When our country was formed, and for many years thereafter, I believe that America and Christianity were uniquely connected. On Sept. 6, 1774, the first Congress opened with prayer — a three-hour prayer! Twenty-seven of the 56 signers of the Declaration of Independence held seminary degrees. Can you imagine almost half of our current Congress being pastors?

Many today use Thomas Jefferson as a basis for erecting a wall between religion and public affairs. While he was president, he was also Chairman of the Board for education in Washington, D.C., and he required that two books be taught in our schools: the Bible and Watt’s Hymnal. Imagine that! The man many hold up as the guru of separation of church and state, the man who would never permit having Bibles in school — he mandated it!

Charles Malik, President, United Nations General Assembly, 1958, said, “Whoever tries to conceive the American word without taking full account of the suffering and love and salvation of Christ is only dreaming. I know how embarrassing this matter is to politicians, bureaucrats, businessmen and cynics; but, whatever these honored men think, the irrefutable truth is that the soul of America is at its best and highest, Christian.”

It is this soul of America that I see changing. If it continues, I fear for our country’s future.

R.H. Manning


Love and kindness

We would like to take an opportunity to thank a lot of people who helped make the recent benefit for Noah Smith, a tremendous success!

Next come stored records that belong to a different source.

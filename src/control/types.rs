//! UVC control identifiers and descriptors
//!
//! Bit positions follow the `bmControls` fields of the camera terminal and
//! processing unit descriptors.

use serde::{Deserialize, Serialize};
use std::fmt;

/// Camera terminal controls
#[derive(Debug, Clone, Copy, PartialEq, Eq, Hash, PartialOrd, Ord, Serialize, Deserialize)]
#[serde(rename_all = "snake_case")]
pub enum TerminalControl {
    ScanningMode,
    AutoExposureMode,
    AutoExposurePriority,
    ExposureTimeAbsolute,
    ExposureTimeRelative,
    FocusAbsolute,
    FocusRelative,
    IrisAbsolute,
    IrisRelative,
    ZoomAbsolute,
    ZoomRelative,
    PanTiltAbsolute,
    PanTiltRelative,
    RollAbsolute,
    RollRelative,
    FocusAuto,
    Privacy,
}

impl TerminalControl {
    pub const ALL: [TerminalControl; 17] = [
        Self::ScanningMode,
        Self::AutoExposureMode,
        Self::AutoExposurePriority,
        Self::ExposureTimeAbsolute,
        Self::ExposureTimeRelative,
        Self::FocusAbsolute,
        Self::FocusRelative,
        Self::IrisAbsolute,
        Self::IrisRelative,
        Self::ZoomAbsolute,
        Self::ZoomRelative,
        Self::PanTiltAbsolute,
        Self::PanTiltRelative,
        Self::RollAbsolute,
        Self::RollRelative,
        Self::FocusAuto,
        Self::Privacy,
    ];

    /// Bit index in the terminal `bmControls` mask
    pub fn bit(&self) -> u32 {
        match self {
            Self::ScanningMode => 0,
            Self::AutoExposureMode => 1,
            Self::AutoExposurePriority => 2,
            Self::ExposureTimeAbsolute => 3,
            Self::ExposureTimeRelative => 4,
            Self::FocusAbsolute => 5,
            Self::FocusRelative => 6,
            Self::IrisAbsolute => 7,
            Self::IrisRelative => 8,
            Self::ZoomAbsolute => 9,
            Self::ZoomRelative => 10,
            Self::PanTiltAbsolute => 11,
            Self::PanTiltRelative => 12,
            Self::RollAbsolute => 13,
            Self::RollRelative => 14,
            Self::FocusAuto => 17,
            Self::Privacy => 18,
        }
    }
}

/// Processing unit controls
#[derive(Debug, Clone, Copy, PartialEq, Eq, Hash, PartialOrd, Ord, Serialize, Deserialize)]
#[serde(rename_all = "snake_case")]
pub enum ProcessingControl {
    Brightness,
    Contrast,
    Hue,
    Saturation,
    Sharpness,
    Gamma,
    WhiteBalanceTemperature,
    WhiteBalanceComponent,
    BacklightCompensation,
    Gain,
    PowerLineFrequency,
    HueAuto,
    WhiteBalanceTemperatureAuto,
    WhiteBalanceComponentAuto,
    DigitalMultiplier,
    DigitalMultiplierLimit,
    ContrastAuto,
}

impl ProcessingControl {
    pub const ALL: [ProcessingControl; 17] = [
        Self::Brightness,
        Self::Contrast,
        Self::Hue,
        Self::Saturation,
        Self::Sharpness,
        Self::Gamma,
        Self::WhiteBalanceTemperature,
        Self::WhiteBalanceComponent,
        Self::BacklightCompensation,
        Self::Gain,
        Self::PowerLineFrequency,
        Self::HueAuto,
        Self::WhiteBalanceTemperatureAuto,
        Self::WhiteBalanceComponentAuto,
        Self::DigitalMultiplier,
        Self::DigitalMultiplierLimit,
        Self::ContrastAuto,
    ];

    /// Bit index in the processing unit `bmControls` mask
    pub fn bit(&self) -> u32 {
        match self {
            Self::Brightness => 0,
            Self::Contrast => 1,
            Self::Hue => 2,
            Self::Saturation => 3,
            Self::Sharpness => 4,
            Self::Gamma => 5,
            Self::WhiteBalanceTemperature => 6,
            Self::WhiteBalanceComponent => 7,
            Self::BacklightCompensation => 8,
            Self::Gain => 9,
            Self::PowerLineFrequency => 10,
            Self::HueAuto => 11,
            Self::WhiteBalanceTemperatureAuto => 12,
            Self::WhiteBalanceComponentAuto => 13,
            Self::DigitalMultiplier => 14,
            Self::DigitalMultiplierLimit => 15,
            Self::ContrastAuto => 18,
        }
    }
}

/// A hardware control, tagged by the unit that owns it
#[derive(Debug, Clone, Copy, PartialEq, Eq, Hash, PartialOrd, Ord, Serialize, Deserialize)]
#[serde(tag = "unit", content = "control", rename_all = "snake_case")]
pub enum ControlType {
    Terminal(TerminalControl),
    Processing(ProcessingControl),
}

impl ControlType {
    /// Every control this crate knows about
    pub fn all() -> impl Iterator<Item = ControlType> {
        TerminalControl::ALL
            .into_iter()
            .map(ControlType::Terminal)
            .chain(ProcessingControl::ALL.into_iter().map(ControlType::Processing))
    }

    /// Whether this control's bit is set in the unit masks
    pub fn is_set_in(&self, mask: &ControlMask) -> bool {
        match self {
            Self::Terminal(c) => mask.terminal & (1u64 << c.bit()) != 0,
            Self::Processing(c) => mask.processing & (1u64 << c.bit()) != 0,
        }
    }
}

impl fmt::Display for ControlType {
    fn fmt(&self, f: &mut fmt::Formatter<'_>) -> fmt::Result {
        match self {
            Self::Terminal(c) => write!(f, "terminal/{:?}", c),
            Self::Processing(c) => write!(f, "processing/{:?}", c),
        }
    }
}

/// Supported-control bitmasks reported by the device
#[derive(Debug, Clone, Copy, Default, PartialEq, Eq, Serialize, Deserialize)]
pub struct ControlMask {
    pub terminal: u64,
    pub processing: u64,
}

impl ControlMask {
    /// Mask with exactly the given controls set
    pub fn from_controls(controls: impl IntoIterator<Item = ControlType>) -> Self {
        let mut mask = Self::default();
        for control in controls {
            match control {
                ControlType::Terminal(c) => mask.terminal |= 1u64 << c.bit(),
                ControlType::Processing(c) => mask.processing |= 1u64 << c.bit(),
            }
        }
        mask
    }

    /// Controls present in the mask, terminal unit first
    pub fn controls(&self) -> Vec<ControlType> {
        ControlType::all().filter(|c| c.is_set_in(self)).collect()
    }
}

/// Static description of a control as read from the device
#[derive(Debug, Clone, Copy, Default, PartialEq, Eq, Serialize, Deserialize)]
pub struct ControlInfo {
    pub has_min_max: bool,
    pub min: i32,
    pub max: i32,
    pub step: i32,
    pub default: i32,
}

/// Cached state of one supported control
#[derive(Debug, Clone, Copy, PartialEq, Eq, Serialize, Deserialize)]
pub struct ControlEntry {
    pub control_type: ControlType,
    pub has_min_max: bool,
    pub default: i32,
    pub current: i32,
    pub step: i32,
    pub min: i32,
    pub max: i32,
}

impl ControlEntry {
    pub fn new(control_type: ControlType, info: ControlInfo, current: i32) -> Self {
        Self {
            control_type,
            has_min_max: info.has_min_max,
            default: info.default,
            current,
            step: info.step,
            min: info.min,
            max: info.max,
        }
    }

    /// Whether `value` lies in the reported range (always true without one)
    pub fn in_range(&self, value: i32) -> bool {
        !self.has_min_max || (self.min..=self.max).contains(&value)
    }
}

#[cfg(test)]
mod tests {
    use super::*;

    #[test]
    fn test_mask_round_trip() {
        let wanted = vec![
            ControlType::Terminal(TerminalControl::FocusAuto),
            ControlType::Processing(ProcessingControl::Brightness),
            ControlType::Processing(ProcessingControl::ContrastAuto),
        ];
        let mask = ControlMask::from_controls(wanted.clone());
        assert_eq!(mask.terminal, 1 << 17);
        assert_eq!(mask.processing, 1 | (1 << 18));
        assert_eq!(mask.controls(), wanted);
    }

    #[test]
    fn test_empty_mask() {
        assert!(ControlMask::default().controls().is_empty());
    }

    #[test]
    fn test_in_range() {
        let info = ControlInfo {
            has_min_max: true,
            min: -10,
            max: 10,
            step: 1,
            default: 0,
        };
        let entry = ControlEntry::new(
            ControlType::Processing(ProcessingControl::Brightness),
            info,
            0,
        );
        assert!(entry.in_range(10));
        assert!(!entry.in_range(11));

        let unbounded = ControlEntry {
            has_min_max: false,
            ..entry
        };
        assert!(unbounded.in_range(1000));
    }

    #[test]
    fn test_serde_tagging() {
        let ty = ControlType::Terminal(TerminalControl::ZoomAbsolute);
        let json = serde_json::to_string(&ty).unwrap();
        assert_eq!(json, r#"{"unit":"terminal","control":"zoom_absolute"}"#);
        let back: ControlType = serde_json::from_str(&json).unwrap();
        assert_eq!(back, ty);
    }
}
//! Device capability model
//!
//! Frame encodings, resolutions and the per-device catalog parsed from the
//! engine's capability report.

pub mod catalog;
pub mod format;

pub use catalog::{CapabilityCatalog, CapabilityEntry, DEFAULT_MAX_FPS, DEFAULT_MIN_FPS};
pub use format::{Encoding, Resolution};
//! Per-device streaming sessions
//!
//! A session exists only while its stream runs. Stopping is split in two:
//! `deactivate` flips the session off and cancels its workers (returning
//! `true` once), `shutdown` joins them and releases the engine stream.

pub mod audio;
pub mod video;

pub use audio::{AudioReader, AudioSession};
pub use video::StreamingSession;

The musicians who played that evening were: Tobias Ammon, Kevin Kingrey, Ron Delano, Larry Wyatt, Mark Daley, Dieter Nachman, Peter McGrain, Rick Williams, Randy Bell and Dennis Williams. Special thanks to Tobias for lining up the best music for four solid hours. And to Annette Santacroce-Dowd for putting on the apron again along with Bonita Mcginnis. And best of all, the love and kindness exhibited by every single person that attended. May Noah use this love to heal.